ART

The Dean Collection of Swizz Beatz and Alicia Keys’ Art Comes to Brooklyn

Over the past five years, Kasseem Dean (better known as Swizz Beatz) and Alicia Keys have assembled perhaps the most significant collection of work by contemporary Black artists. Now, the Brooklyn Museum is preparing to showcase a small swath of it in its McKim, Mead, and White–designed Great Hall.

Ebony G. Patterson, '...they were just hanging out you know...talking about... (...when they grow up...)'. Credit (all images): the Brooklyn Museum.

The Brooklyn Museum is no stranger to exhibitions that fearlessly color outside the lines of academic tedium. Such risk-taking means that, at times, the programming doesn’t quite stick the landing. When it does, it has the power to shift the cultural lexicon as we know it. (Look no further than how the runaway success of “Christian Dior: Designer of Dreams” inspired the fashion house to stage its forthcoming pre-fall runway show there come April.) At present, the museum is in all-hands-on-deck mode preparing to unveil “Giants: Art from the Dean Collection of Swizz Beatz and Alicia Keys.”

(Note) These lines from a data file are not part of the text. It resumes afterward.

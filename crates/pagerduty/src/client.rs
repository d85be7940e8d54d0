use std::time::Duration;

use async_trait::async_trait;
use serde::Deserialize;
use thiserror::Error;

use alertlink_core::config::PagerdutyConfig;

use crate::payload::TriggerPayload;

/// Response body of the Events API v2 enqueue endpoint. Rejections arrive
/// with the same shape and a non-`success` status.
#[derive(Clone, Debug, Deserialize, PartialEq, Eq)]
pub struct EventsApiResponse {
    pub status: String,
    #[serde(default)]
    pub message: Option<String>,
    #[serde(default)]
    pub dedup_key: Option<String>,
    #[serde(default)]
    pub errors: Option<Vec<String>>,
}

impl EventsApiResponse {
    pub fn is_success(&self) -> bool {
        self.status == "success"
    }
}

#[derive(Debug, Error, Clone, PartialEq, Eq)]
pub enum EventsApiError {
    #[error("events api request failed: {0}")]
    Request(String),
    #[error("events api response could not be decoded: {0}")]
    Decode(String),
}

impl EventsApiError {
    /// Stable class name for structured failure logs.
    pub fn class(&self) -> &'static str {
        match self {
            Self::Request(_) => "request",
            Self::Decode(_) => "decode",
        }
    }
}

/// Delivery seam for the notify action; production uses [`EventsClient`],
/// tests script responses without a network.
#[async_trait]
pub trait AlertTransport: Send + Sync {
    async fn send_trigger(&self, payload: &TriggerPayload)
        -> Result<EventsApiResponse, EventsApiError>;
}

/// Events API v2 client over reqwest.
#[derive(Clone, Debug)]
pub struct EventsClient {
    http: reqwest::Client,
    api_url: String,
}

impl EventsClient {
    pub fn new(config: &PagerdutyConfig) -> Result<Self, EventsApiError> {
        let http = reqwest::Client::builder()
            .timeout(Duration::from_secs(config.timeout_secs))
            .build()
            .map_err(|error| EventsApiError::Request(error.to_string()))?;

        Ok(Self { http, api_url: config.api_url.clone() })
    }
}

#[async_trait]
impl AlertTransport for EventsClient {
    async fn send_trigger(
        &self,
        payload: &TriggerPayload,
    ) -> Result<EventsApiResponse, EventsApiError> {
        // The API answers rejections as JSON bodies with an error status
        // field, so the body is decoded regardless of the HTTP status code.
        let response = self
            .http
            .post(&self.api_url)
            .json(payload)
            .send()
            .await
            .map_err(|error| EventsApiError::Request(error.to_string()))?;

        response
            .json::<EventsApiResponse>()
            .await
            .map_err(|error| EventsApiError::Decode(error.to_string()))
    }
}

From Feb. 10 through July 7, nearly 100 works from the duo’s collection will adorn the museum’s Great Hall. The Dean Collection, which takes Kasseem’s last name, is the stuff of legend. As a teen, the Bronx-born musician used the earnings from his first-ever hit to purchase an Ansel Adams photo. That simple transaction catalyzed a love of collecting that has continued to grow in recent years, ballooning his collection from around 400 pieces to the thousands, with an emphasis on buoying the market for works by contemporary Black artists. Works by Titus Kaphar, Amy Sherald, Nina Chanel Abney, Meleko Mokgosi, Arthur Jafa, Odili Donald Odita, and Hank Willis Thomas are just a handful that visitors can look forward to seeing when the exhibition opens on Saturday.

Kehinde Wiley, 'Femme piquée par un serpent'.

Neither the collectors nor the Brooklyn Museum positions it as such, but “Giants” lands as something of a response to the seminal Kehinde Wiley exhibition staged there in 2015. While walking through the show, Dean realized that not a single work was owned by a Black collector. The moment galvanized him to acquire the 8.5-by-25-foot-long painting Femme piquée par un Serpent, the largest work of Wiley’s he could find, which will appear in “Giants.” Anyone who bothers to check the art industry’s pulse knows that Dean isn’t an arriviste—he’s a serious market force unto himself who has undertaken the laboriously unsexy mantle of championing artist royalties, staging seven international editions of the No Commission art fair, and lending his expertise to fellow collectors with the power to set new sales records for works by living Black artists.

“There is great brand recognition with the Deans,” says Kimberli Grant, the museum’s curator of modern and contemporary art. “People love Swizz Beatz and Alicia Keys, but they don’t know them as collectors,” With any luck, that will soon change.

Toyin Ojih Odutola, 'Paris Apartment'.